Introspection is a healthy practice of mindfulness and connection without reflection reproductions chaos. 2017 taught me that fuck boy is an energy that transcends kind. They come in all shapes and sizes, an assortment of religious spaces, an smorgasbord of spiritual spaces, all colorings, all ages and always toxic. Male privilege predominates the dating scene, pinning girls against other women in the hopes of being’ selected ‘. Misogyny is internalized and ego traps are constructed. Women/ Femme’s are left opposing to stay strong and mend, but you cannot get well in the environment that constructed you sick. You have to shake shit up, do something different, do something revolutionary like abundantly fill their own lives with love that is willing. Love that is open, honest, consistent, transparent, light , nourish and warm.
Building stable connects is a habit that many millennials are absence. The notion that connections could be stable and flourishing is one I am constantly theorizing about with my comrades, but even in my own life executing said stability is upstream. I choose to honor my connects in this way because I hold myself accountable for walking my talk. It’s one thing to say that you love yourself and another thing to have every decision you stimulate show that you love yourself. Demonstrate yourself that you love yourself because it’s all for you.
2017 tested my self-respect and set hot water under my bounds. One recurring lesson presented to me was that people will treat you how you allow them to treat you. Slighting my best judgement I connected with someone who wasted my time, someone who has a sly style with terms, someone who hasn’t even conceptualized their fucking boy status. I had to boss up because that kind of behavior just will not do. Crying brings life to an aching Soul. I don’t break, I bend like the matrix.
Things to consider when moving forward with any connect 😛 TAGEND
* Do I feel safe?
* Do I feel heard?
* Do I feel nourished ?
* What do I require/ want from this connection ?
* How does my energy converge with this space?
* Do I feel comfy enough to maintain an intimate connection with this person?

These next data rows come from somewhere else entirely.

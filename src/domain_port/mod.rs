mod clock;
mod client_repo;
mod token_policy;
mod token_repo;

pub use clock::*;
pub use client_repo::*;
pub use token_policy::*;
pub use token_repo::*;

mod repo_tx;

pub use repo_tx::*;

By consciously taking in each breath of every moment, I am creating a future for myself beyond my imagination. The selections I make everyday decide my fate. That cycle of fuck son energies has been cancelled. Always recollect who you are and your worth. When person shows you their true colors don’t try and paint it over with the tints and hues you’d prefer. Allow people to be perfectly imperfect, but that doesn’t mean compromise your own well being. Create that close for yourself and keep it pushing. It’s up to you to feel how you feel about them after everything isn’t said, but done. However, don’t harbor any malice. Appreciate what has come and left, what you grew into and what you’ve outgrown.
Anybody who leaves you wondering is chopped. Anybody who makes “youre feeling” unsure is chopped. Anybody who tells you upfront that they aren’t shit is chopped. Anybody who taxes your time and energy is chopped. Anyone who your intuition recommends you to avoid on an intimate level is chopped. Anybody who does not respect you or your time is chopped. Stand clear of fuck boys cloaked in spirituality.